He turned into the narrow driveway between his house and the house next door and put the car carefully in the garage that was too narrow for it, and not quite long enough. He walked slowly across the small fenced back yard, climbed the six steps to the back porch and stood there on the porch for a little time, listening to the night sounds of the city, reluctant to go in because he knew how empty the house would feel. The kitchen floor creaked as he walked across it. It was a narrow, ugly, two-and-a-half-story house in a decaying neighborhood, and it had been built in the early years of the century. The materials had been honest so the house was reasonably sound, but each room was small and square and unimaginative. They had improved it slightly by knocking out the wall between the living room and the dining room, but it was not a house you could be proud of.
He remembered 1946 when U. S. Automotive had reemployed him and sent him to the Quality Metal Products Division here in Stoddard. That was in January, and it had been a most bitter winter. Penny was born the following June, so Maura was four months’ pregnant when they had lived in that furnished room while house-hunting.

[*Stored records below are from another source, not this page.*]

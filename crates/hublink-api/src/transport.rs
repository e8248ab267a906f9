//! WebSocket transport: one full-duplex authenticated connection.
//!
//! Connection is single-attempt by design -- if the socket drops, the
//! session observes closure and the caller decides whether to log in and
//! connect again. No reconnection or backoff lives here.
//!
//! The seam between transport and engine is a pair of channels: the writer
//! task drains `outbound` into the socket sink, the reader task pumps text
//! frames into `inbound`. Either side failing cancels both, which drops the
//! inbound sender -- the engine sees end-of-stream and treats it as
//! connection loss. [`Transport::from_channels`] builds the same shape over
//! in-memory channels for tests and alternative transports.

use futures_util::{SinkExt, StreamExt};
use tokio::net::TcpStream;
use tokio::sync::mpsc;
use tokio_tungstenite::tungstenite::{self, ClientRequestBuilder, Message};
use tokio_tungstenite::{MaybeTlsStream, WebSocketStream};
use tokio_util::sync::CancellationToken;
use tracing::{debug, info, trace, warn};
use url::Url;

use crate::error::Error;

const OUTBOUND_CHANNEL_CAPACITY: usize = 64;
const INBOUND_CHANNEL_CAPACITY: usize = 256;

type WsSink = futures_util::stream::SplitSink<WebSocketStream<MaybeTlsStream<TcpStream>>, Message>;
type WsSource = futures_util::stream::SplitStream<WebSocketStream<MaybeTlsStream<TcpStream>>>;

/// An established full-duplex connection to the hub's messaging service.
///
/// Hand this to `Session::connect` in `hublink-core`; the session takes
/// over both channel halves and runs the single dispatch loop.
pub struct Transport {
    outbound: mpsc::Sender<String>,
    inbound: mpsc::Receiver<String>,
    cancel: CancellationToken,
}

impl Transport {
    /// Open the WebSocket connection. Single attempt; any failure is
    /// returned immediately as [`Error::WebSocketConnect`].
    pub async fn connect(socket_url: &Url) -> Result<Self, Error> {
        info!(url = %redacted(socket_url), "connecting to messaging service");

        let uri: tungstenite::http::Uri = socket_url
            .as_str()
            .parse()
            .map_err(|e: tungstenite::http::uri::InvalidUri| {
                Error::WebSocketConnect(e.to_string())
            })?;
        let request = ClientRequestBuilder::new(uri);

        let (ws_stream, _response) = tokio_tungstenite::connect_async(request)
            .await
            .map_err(|e| Error::WebSocketConnect(e.to_string()))?;

        info!("messaging service connected");

        let (sink, source) = ws_stream.split();
        let (outbound_tx, outbound_rx) = mpsc::channel(OUTBOUND_CHANNEL_CAPACITY);
        let (inbound_tx, inbound_rx) = mpsc::channel(INBOUND_CHANNEL_CAPACITY);
        let cancel = CancellationToken::new();

        tokio::spawn(write_loop(sink, outbound_rx, cancel.clone()));
        tokio::spawn(read_loop(source, inbound_tx, cancel.clone()));

        Ok(Self {
            outbound: outbound_tx,
            inbound: inbound_rx,
            cancel,
        })
    }

    /// Build a transport over caller-supplied channels.
    ///
    /// The "hub" side holds the matching receiver/sender pair; dropping the
    /// inbound sender closes the transport exactly as a socket drop would.
    pub fn from_channels(outbound: mpsc::Sender<String>, inbound: mpsc::Receiver<String>) -> Self {
        Self {
            outbound,
            inbound,
            cancel: CancellationToken::new(),
        }
    }

    /// Whether the outbound side is already gone (connect-time check).
    pub fn is_closed(&self) -> bool {
        self.outbound.is_closed()
    }

    /// Decompose into the pieces the session engine owns.
    pub fn into_parts(self) -> (mpsc::Sender<String>, mpsc::Receiver<String>, CancellationToken) {
        (self.outbound, self.inbound, self.cancel)
    }
}

/// Drain the outbound channel into the socket sink.
async fn write_loop(mut sink: WsSink, mut rx: mpsc::Receiver<String>, cancel: CancellationToken) {
    loop {
        tokio::select! {
            biased;
            _ = cancel.cancelled() => break,
            frame = rx.recv() => {
                let Some(text) = frame else { break };
                trace!(len = text.len(), "sending frame");
                if let Err(e) = sink.send(Message::Text(text.into())).await {
                    warn!(error = %e, "socket write failed");
                    break;
                }
            }
        }
    }

    cancel.cancel();
    let _ = sink.close().await;
    debug!("writer task exiting");
}

/// Pump inbound text frames into the engine until the socket ends.
async fn read_loop(mut source: WsSource, tx: mpsc::Sender<String>, cancel: CancellationToken) {
    loop {
        tokio::select! {
            biased;
            _ = cancel.cancelled() => break,
            frame = source.next() => {
                match frame {
                    Some(Ok(Message::Text(text))) => {
                        if tx.send(text.to_string()).await.is_err() {
                            // Engine dropped its receiver; session is gone.
                            break;
                        }
                    }
                    Some(Ok(Message::Ping(_))) => {
                        // tungstenite answers pongs automatically
                        trace!("socket ping");
                    }
                    Some(Ok(Message::Close(frame))) => {
                        match frame {
                            Some(cf) => info!(code = %cf.code, reason = %cf.reason, "close frame received"),
                            None => info!("close frame received (no payload)"),
                        }
                        break;
                    }
                    Some(Err(e)) => {
                        warn!(error = %e, "socket read failed");
                        break;
                    }
                    None => {
                        info!("socket stream ended");
                        break;
                    }
                    _ => {
                        // Binary, Pong, raw frames -- ignore
                    }
                }
            }
        }
    }

    cancel.cancel();
    debug!("reader task exiting");
}

/// Socket URL with the token query parameter masked for logging.
fn redacted(url: &Url) -> String {
    let mut safe = url.clone();
    if url.query_pairs().any(|(k, _)| k == "token") {
        safe.set_query(Some("token=***"));
    }
    safe.to_string()
}

#[cfg(test)]
mod tests {
    use super::*;

    #[tokio::test]
    async fn from_channels_round_trip() {
        let (out_tx, mut out_rx) = mpsc::channel(8);
        let (in_tx, in_rx) = mpsc::channel(8);
        let mut transport = Transport::from_channels(out_tx, in_rx);

        assert!(!transport.is_closed());

        transport.outbound.send("hello".into()).await.unwrap();
        assert_eq!(out_rx.recv().await.as_deref(), Some("hello"));

        in_tx.send("world".to_string()).await.unwrap();
        assert_eq!(transport.inbound.recv().await.as_deref(), Some("world"));
    }

    #[tokio::test]
    async fn is_closed_after_peer_drops() {
        let (out_tx, out_rx) = mpsc::channel::<String>(8);
        let (_in_tx, in_rx) = mpsc::channel(8);
        let transport = Transport::from_channels(out_tx, in_rx);

        drop(out_rx);
        assert!(transport.is_closed());
    }

    #[test]
    fn redacted_masks_token() {
        let url: Url = "wss://hub.test/socket/websocket?token=secret&vsn=2.0.0"
            .parse()
            .unwrap();
        let safe = redacted(&url);
        assert!(!safe.contains("secret"), "got: {safe}");
    }
}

Maura had been convinced that this was the land of plenty, but her education was abrupt. They spent a great deal of time looking at new houses. New little crackerbox houses, triumphs of monotony, concrete cracking before occupancy, sleazy plywood warping, tiny yards a wilderness of frozen mud—and they were priced to give a minimal profit of one-hundred per cent to the developer. They were selling because there was nothing else to be had in that price range. Future slums were being created with energy, venality and optimism.

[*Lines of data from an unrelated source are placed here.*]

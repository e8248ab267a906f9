// ── Runtime connection configuration ──
//
// Describes *how* to reach a hub: REST base, WebSocket endpoint, timeouts.
// Carries no credentials -- those go to `AuthClient` directly -- and never
// touches disk. The embedding application constructs one and hands it in.

use std::time::Duration;

use url::Url;

use crate::error::Error;

/// Version tag the messaging service expects on the socket URL.
const SOCKET_VSN: &str = "2.0.0";

/// Configuration for reaching a single hub account.
#[derive(Debug, Clone)]
pub struct HubConfig {
    /// REST API base (login, tokens, device directory).
    /// Must end with a trailing slash so relative joins work.
    pub api_url: Url,
    /// WebSocket endpoint for the real-time messaging service.
    pub websocket_url: Url,
    /// HTTP request timeout.
    pub timeout: Duration,
}

impl Default for HubConfig {
    fn default() -> Self {
        Self {
            api_url: "https://control.hublink.dev/api/v2/"
                .parse()
                .expect("default api url is valid"),
            websocket_url: "wss://control.hublink.dev/socket/websocket"
                .parse()
                .expect("default websocket url is valid"),
            timeout: Duration::from_secs(30),
        }
    }
}

impl HubConfig {
    /// Config pointing at a custom REST base, deriving the socket URL from
    /// the same host. Useful for self-hosted hubs and tests.
    pub fn with_base(api_url: Url, websocket_url: Url) -> Self {
        Self {
            api_url,
            websocket_url,
            timeout: Duration::from_secs(30),
        }
    }

    /// Resolve a path relative to the REST base.
    pub fn endpoint(&self, path: &str) -> Result<Url, Error> {
        Ok(self.api_url.join(path)?)
    }

    /// The authenticated socket URL for a session token.
    pub fn socket_url(&self, access_token: &str) -> Url {
        let mut url = self.websocket_url.clone();
        url.query_pairs_mut()
            .append_pair("token", access_token)
            .append_pair("vsn", SOCKET_VSN);
        url
    }

    /// Build a `reqwest::Client` from this config.
    pub fn build_http(&self) -> Result<reqwest::Client, Error> {
        Ok(reqwest::Client::builder()
            .timeout(self.timeout)
            .user_agent(concat!("hublink/", env!("CARGO_PKG_VERSION")))
            .build()?)
    }
}

#[cfg(test)]
mod tests {
    use super::*;

    #[test]
    fn socket_url_carries_token_and_vsn() {
        let config = HubConfig::default();
        let url = config.socket_url("tok-123");

        assert!(url.as_str().starts_with("wss://"));
        assert!(url.query_pairs().any(|(k, v)| k == "token" && v == "tok-123"));
        assert!(url.query_pairs().any(|(k, v)| k == "vsn" && v == SOCKET_VSN));
    }

    #[test]
    fn endpoint_joins_relative_paths() {
        let config = HubConfig::default();
        let url = config.endpoint("sessions").unwrap();
        assert!(url.path().ends_with("/api/v2/sessions"), "got: {url}");
    }
}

He remembered Maura’s shocked look after she did some mental computation. “Good Lord, Craig. Five thousand two hundred pounds for this—this absolute horror!”
The salesman had looked injured. “Lady, this is the best you’ll find around here for this money.”
Maura had drawn herself to full height. “I would far
prefer to live under a hedge like a rabbit. Let’s go, Craig.”
Even if a suitable apartment could be found, rents were exorbitant. The rent-control program in Stoddard had been administered with maximum advantage to the landlord. The fruitless searching finally reduced Maura to one of her rare periods of weeping. It made Craig feel apologetic about the whole country.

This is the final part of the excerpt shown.